═════ Excerpted records ═════

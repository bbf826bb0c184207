//! Encrypted frame envelope and the cipher / keyed-hash collaborators.
//!
//! Envelope value layout (each item prefixed by a BER length):
//!
//!   1. context id            16 B
//!   2. plaintext offset      u64 (always 0)
//!   3. source key            16 B
//!   4. source length         u64
//!   5. encrypted source      IV (16 B) || cipher(IV, CHECK_VALUE || plaintext)
//!   6. track file id         16 B
//!   7. sequence number       u64 (frame number + 1)
//!   8. MIC                   keyed hash over items 1–7 (HMAC files only)
//!
//! The core never implements a primitive; [`Aes256GcmCipher`] and
//! [`Blake3Mac`] are thin adapters over `aes-gcm` and `blake3`.

use std::sync::Arc;

use aes_gcm::aead::{Aead, KeyInit, OsRng as AeadOsRng};
use aes_gcm::aead::rand_core::RngCore;
use aes_gcm::{Aes256Gcm, Key, Nonce};
use argon2::{Algorithm, Argon2, Params, Version};
use thiserror::Error;

use crate::error::{Error, Result};
use crate::klv;
use crate::label::{labels, Label};

pub const IV_LEN: usize = 16;
/// Byte length of the AES-GCM nonce taken from the front of the IV.
pub const NONCE_LEN: usize = 12;
/// Known plaintext prefixed to every frame before encryption.
pub const CHECK_VALUE: [u8; 16] = *b"CHUKCHUKCHUKCHUK";

#[derive(Error, Debug)]
pub enum CryptoError {
    #[error("Encryption failed")]
    EncryptionFailed,
    #[error("Decryption failed: wrong key or corrupted data")]
    DecryptionFailed,
    #[error("Key derivation failed: {0}")]
    KeyDerivation(String),
    #[error("Check value mismatch after decryption")]
    CheckValueMismatch,
    #[error("MIC mismatch")]
    MicMismatch,
    #[error("Envelope {field} mismatch")]
    FieldMismatch { field: &'static str },
}

// ── Collaborator traits ──────────────────────────────────────────────────────

/// Opaque block cipher supplied by the caller.
pub trait FrameCipher: Send + Sync {
    /// Label recorded in the cryptographic context.
    fn algorithm(&self) -> Label;
    fn encrypt(&self, iv: &[u8; IV_LEN], plaintext: &[u8]) -> std::result::Result<Vec<u8>, CryptoError>;
    fn decrypt(&self, iv: &[u8; IV_LEN], ciphertext: &[u8]) -> std::result::Result<Vec<u8>, CryptoError>;
}

/// Keyed hash supplied by the caller. Each MIC computation starts a fresh
/// [`MacState`].
pub trait KeyedHash: Send + Sync {
    fn algorithm(&self) -> Label;
    fn begin(&self) -> Box<dyn MacState + '_>;
}

pub trait MacState {
    fn update(&mut self, bytes: &[u8]);
    fn finalize(self: Box<Self>) -> Vec<u8>;
}

/// Everything the writer needs to seal frames.
#[derive(Clone)]
pub struct EncryptionContext {
    pub cipher: Arc<dyn FrameCipher>,
    pub mac: Option<Arc<dyn KeyedHash>>,
}

impl EncryptionContext {
    pub fn new(cipher: Arc<dyn FrameCipher>) -> Self {
        Self { cipher, mac: None }
    }

    pub fn with_mac(mut self, mac: Arc<dyn KeyedHash>) -> Self {
        self.mac = Some(mac);
        self
    }
}

// ── Default primitives ───────────────────────────────────────────────────────

/// AES-256-GCM using the first 12 bytes of the IV as nonce.
pub struct Aes256GcmCipher {
    cipher: Aes256Gcm,
}

impl Aes256GcmCipher {
    pub fn new(key: &[u8; 32]) -> Self {
        Self { cipher: Aes256Gcm::new(Key::<Aes256Gcm>::from_slice(key)) }
    }
}

impl FrameCipher for Aes256GcmCipher {
    fn algorithm(&self) -> Label {
        labels::CIPHER_AES256_GCM
    }

    fn encrypt(&self, iv: &[u8; IV_LEN], plaintext: &[u8]) -> std::result::Result<Vec<u8>, CryptoError> {
        self.cipher
            .encrypt(Nonce::from_slice(&iv[..NONCE_LEN]), plaintext)
            .map_err(|_| CryptoError::EncryptionFailed)
    }

    fn decrypt(&self, iv: &[u8; IV_LEN], ciphertext: &[u8]) -> std::result::Result<Vec<u8>, CryptoError> {
        self.cipher
            .decrypt(Nonce::from_slice(&iv[..NONCE_LEN]), ciphertext)
            .map_err(|_| CryptoError::DecryptionFailed)
    }
}

/// BLAKE3 in keyed mode.
pub struct Blake3Mac {
    key: [u8; 32],
}

impl Blake3Mac {
    pub fn new(key: [u8; 32]) -> Self {
        Self { key }
    }

    /// MIC key derived from the content key so one secret serves both.
    pub fn derived_from(content_key: &[u8; 32]) -> Self {
        Self { key: blake3::derive_key("trackfile 2024 frame MIC key", content_key) }
    }
}

struct Blake3State(blake3::Hasher);

impl MacState for Blake3State {
    fn update(&mut self, bytes: &[u8]) {
        self.0.update(bytes);
    }

    fn finalize(self: Box<Self>) -> Vec<u8> {
        self.0.finalize().as_bytes().to_vec()
    }
}

impl KeyedHash for Blake3Mac {
    fn algorithm(&self) -> Label {
        labels::MIC_BLAKE3_KEYED
    }

    fn begin(&self) -> Box<dyn MacState + '_> {
        Box::new(Blake3State(blake3::Hasher::new_keyed(&self.key)))
    }
}

/// Derive a 256-bit content key from a passphrase using Argon2id.
///
/// `salt` is normally the 16-byte asset UUID so the same passphrase yields a
/// different key per track file.
pub fn derive_key(password: &str, salt: &[u8]) -> std::result::Result<[u8; 32], CryptoError> {
    let params = Params::new(64 * 1024, 3, 1, Some(32))
        .map_err(|e| CryptoError::KeyDerivation(e.to_string()))?;
    let argon2 = Argon2::new(Algorithm::Argon2id, Version::V0x13, params);
    let mut key = [0u8; 32];
    argon2
        .hash_password_into(password.as_bytes(), salt, &mut key)
        .map_err(|e| CryptoError::KeyDerivation(e.to_string()))?;
    Ok(key)
}

pub fn random_iv() -> [u8; IV_LEN] {
    let mut iv = [0u8; IV_LEN];
    AeadOsRng.fill_bytes(&mut iv);
    iv
}

// ── Envelope ─────────────────────────────────────────────────────────────────

/// Per-file identifiers bound into every envelope.
#[derive(Debug, Clone, Copy, PartialEq, Eq)]
pub struct EnvelopeIds {
    pub context_id: [u8; 16],
    pub track_file_id: [u8; 16],
}

/// Build the envelope value for one frame with a fresh random IV.
pub fn seal(
    ids: &EnvelopeIds,
    source_key: &Label,
    plaintext: &[u8],
    sequence: u64,
    ctx: &EncryptionContext,
) -> Result<Vec<u8>> {
    seal_with_iv(ids, source_key, plaintext, sequence, ctx, &random_iv())
}

pub fn seal_with_iv(
    ids: &EnvelopeIds,
    source_key: &Label,
    plaintext: &[u8],
    sequence: u64,
    ctx: &EncryptionContext,
    iv: &[u8; IV_LEN],
) -> Result<Vec<u8>> {
    let mut block = Vec::with_capacity(CHECK_VALUE.len() + plaintext.len());
    block.extend_from_slice(&CHECK_VALUE);
    block.extend_from_slice(plaintext);
    let ciphertext = ctx.cipher.encrypt(iv, &block)?;

    let mut encrypted = Vec::with_capacity(IV_LEN + ciphertext.len());
    encrypted.extend_from_slice(iv);
    encrypted.extend_from_slice(&ciphertext);

    let mut out = Vec::with_capacity(encrypted.len() + 160);
    push_item(&mut out, &ids.context_id);
    push_item(&mut out, &0u64.to_be_bytes());
    push_item(&mut out, source_key.as_bytes());
    push_item(&mut out, &(plaintext.len() as u64).to_be_bytes());
    push_item(&mut out, &encrypted);
    push_item(&mut out, &ids.track_file_id);
    push_item(&mut out, &sequence.to_be_bytes());

    if let Some(mac) = &ctx.mac {
        let mic = compute_mic(mac.as_ref(), &out);
        push_item(&mut out, &mic);
    }
    Ok(out)
}

fn push_item(out: &mut Vec<u8>, item: &[u8]) {
    klv::put_ber(out, item.len() as u64);
    out.extend_from_slice(item);
}

fn compute_mic(mac: &dyn KeyedHash, covered: &[u8]) -> Vec<u8> {
    let mut state = mac.begin();
    state.update(covered);
    state.finalize()
}

/// A parsed envelope borrowing from the triplet value.
#[derive(Debug, Clone)]
pub struct Envelope<'a> {
    pub context_id: [u8; 16],
    pub plaintext_offset: u64,
    pub source_key: Label,
    pub source_length: u64,
    /// IV followed by ciphertext.
    pub encrypted_source: &'a [u8],
    pub track_file_id: [u8; 16],
    pub sequence: u64,
    pub mic: Option<&'a [u8]>,
    /// Bytes covered by the MIC (items 1–7 with their lengths).
    covered: &'a [u8],
}

impl<'a> Envelope<'a> {
    pub fn parse(value: &'a [u8]) -> Result<Self> {
        let mut pos = 0usize;
        let context_id = fixed16(next_item(value, &mut pos, "context id")?, "context id")?;
        let plaintext_offset = be_u64(next_item(value, &mut pos, "plaintext offset")?, "plaintext offset")?;
        let source_key = Label(fixed16(next_item(value, &mut pos, "source key")?, "source key")?);
        let source_length = be_u64(next_item(value, &mut pos, "source length")?, "source length")?;
        let encrypted_source = next_item(value, &mut pos, "encrypted source")?;
        let track_file_id = fixed16(next_item(value, &mut pos, "track file id")?, "track file id")?;
        let sequence = be_u64(next_item(value, &mut pos, "sequence number")?, "sequence number")?;
        let covered = &value[..pos];
        let mic = if pos < value.len() {
            Some(next_item(value, &mut pos, "MIC")?)
        } else {
            None
        };
        if pos != value.len() {
            return Err(Error::format("trailing bytes after envelope"));
        }
        if plaintext_offset != 0 {
            return Err(Error::format(format!(
                "unsupported plaintext offset {plaintext_offset}"
            )));
        }
        if encrypted_source.len() < IV_LEN + CHECK_VALUE.len() {
            return Err(Error::format("encrypted source shorter than IV and check value"));
        }
        Ok(Self {
            context_id,
            plaintext_offset,
            source_key,
            source_length,
            encrypted_source,
            track_file_id,
            sequence,
            mic,
            covered,
        })
    }

    /// Check the binding fields and, when `mac` is given, the MIC.
    pub fn verify(&self, expected_sequence: u64, expected_track_file: &[u8; 16], mac: Option<&dyn KeyedHash>) -> Result<()> {
        if self.sequence != expected_sequence {
            return Err(CryptoError::FieldMismatch { field: "sequence number" }.into());
        }
        if self.track_file_id != *expected_track_file {
            return Err(CryptoError::FieldMismatch { field: "track file id" }.into());
        }
        let Some(mac) = mac else {
            return Ok(());
        };
        let Some(stored) = self.mic else {
            return Err(Error::Integrity("MIC requested but envelope carries none".into()));
        };
        let computed = compute_mic(mac, self.covered);
        if !constant_time_eq(&computed, stored) {
            return Err(CryptoError::MicMismatch.into());
        }
        Ok(())
    }

    /// Decrypt, authenticate and strip the check value.
    pub fn decrypt(&self, cipher: &dyn FrameCipher) -> Result<Vec<u8>> {
        let (iv, ciphertext) = self.encrypted_source.split_at(IV_LEN);
        let iv: [u8; IV_LEN] = iv.try_into().map_err(|_| Error::format("short IV"))?;
        let mut block = cipher.decrypt(&iv, ciphertext)?;
        if block.len() < CHECK_VALUE.len() || block[..CHECK_VALUE.len()] != CHECK_VALUE {
            return Err(CryptoError::CheckValueMismatch.into());
        }
        if (block.len() - CHECK_VALUE.len()) as u64 != self.source_length {
            return Err(CryptoError::FieldMismatch { field: "source length" }.into());
        }
        block.drain(..CHECK_VALUE.len());
        Ok(block)
    }
}

fn next_item<'a>(value: &'a [u8], pos: &mut usize, what: &str) -> Result<&'a [u8]> {
    let (len, ber) = klv::decode_ber(value, *pos)
        .map_err(|_| Error::format(format!("envelope {what}: bad length")))?;
    let start = *pos + ber;
    let end = start
        .checked_add(len as usize)
        .filter(|&end| end <= value.len())
        .ok_or_else(|| Error::format(format!("envelope {what} overruns the triplet")))?;
    *pos = end;
    Ok(&value[start..end])
}

fn fixed16(bytes: &[u8], what: &str) -> Result<[u8; 16]> {
    bytes
        .try_into()
        .map_err(|_| Error::format(format!("envelope {what} is {} bytes", bytes.len())))
}

fn be_u64(bytes: &[u8], what: &str) -> Result<u64> {
    let arr: [u8; 8] = bytes
        .try_into()
        .map_err(|_| Error::format(format!("envelope {what} is {} bytes", bytes.len())))?;
    Ok(u64::from_be_bytes(arr))
}

fn constant_time_eq(a: &[u8], b: &[u8]) -> bool {
    a.len() == b.len() && a.iter().zip(b).fold(0u8, |acc, (x, y)| acc | (x ^ y)) == 0
}

#[cfg(test)]
mod tests {
    use super::*;

    const IDS: EnvelopeIds = EnvelopeIds { context_id: [1; 16], track_file_id: [2; 16] };
    const KEY: [u8; 32] = [9; 32];

    fn ctx(with_mac: bool) -> EncryptionContext {
        let ctx = EncryptionContext::new(Arc::new(Aes256GcmCipher::new(&KEY)));
        if with_mac {
            ctx.with_mac(Arc::new(Blake3Mac::derived_from(&KEY)))
        } else {
            ctx
        }
    }

    fn sealed(with_mac: bool) -> Vec<u8> {
        seal_with_iv(&IDS, &labels::PRORES_PICTURE_ELEMENT, b"frame payload", 5, &ctx(with_mac), &[3; 16]).unwrap()
    }

    #[test]
    fn seal_then_open() {
        let value = sealed(true);
        let env = Envelope::parse(&value).unwrap();
        assert_eq!(env.source_key, labels::PRORES_PICTURE_ELEMENT);
        assert_eq!(env.source_length, 13);
        assert_eq!(&env.encrypted_source[..16], &[3; 16]);
        let c = ctx(true);
        env.verify(5, &IDS.track_file_id, c.mac.as_deref()).unwrap();
        assert_eq!(env.decrypt(c.cipher.as_ref()).unwrap(), b"frame payload");
    }

    #[test]
    fn mic_only_present_with_mac() {
        assert!(Envelope::parse(&sealed(false)).unwrap().mic.is_none());
        assert_eq!(Envelope::parse(&sealed(true)).unwrap().mic.map(|m| m.len()), Some(32));
    }

    #[test]
    fn flipped_ciphertext_fails_integrity() {
        let mut value = sealed(false);
        let env = Envelope::parse(&value).unwrap();
        let ct_end = env.encrypted_source.as_ptr() as usize - value.as_ptr() as usize + env.encrypted_source.len();
        value[ct_end - 1] ^= 0x01;
        let env = Envelope::parse(&value).unwrap();
        let err = env.decrypt(ctx(false).cipher.as_ref()).unwrap_err();
        assert!(err.is_integrity());
    }

    #[test]
    fn flipped_mic_fails_integrity() {
        let mut value = sealed(true);
        let last = value.len() - 1;
        value[last] ^= 0x80;
        let env = Envelope::parse(&value).unwrap();
        let c = ctx(true);
        assert!(env.verify(5, &IDS.track_file_id, c.mac.as_deref()).unwrap_err().is_integrity());
    }

    #[test]
    fn wrong_sequence_or_track_file() {
        let value = sealed(false);
        let env = Envelope::parse(&value).unwrap();
        assert!(env.verify(6, &IDS.track_file_id, None).unwrap_err().is_integrity());
        assert!(env.verify(5, &[0; 16], None).unwrap_err().is_integrity());
    }

    #[test]
    fn wrong_key_fails() {
        let value = sealed(false);
        let env = Envelope::parse(&value).unwrap();
        let other = Aes256GcmCipher::new(&[0; 32]);
        assert!(env.decrypt(&other).unwrap_err().is_integrity());
    }

    #[test]
    fn truncated_envelope_is_format_error() {
        let value = sealed(false);
        assert!(Envelope::parse(&value[..40]).unwrap_err().is_format());
    }

    #[test]
    fn derive_key_is_salted() {
        let a = derive_key("secret", b"asset-uuid-00001").unwrap();
        let b = derive_key("secret", b"asset-uuid-00002").unwrap();
        assert_ne!(a, b);
    }
}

═════

Exercise brief: Show all lines above containing "CheckValueMismatch".

Result of the exercise:
    CheckValueMismatch,
            return Err(CryptoError::CheckValueMismatch.into());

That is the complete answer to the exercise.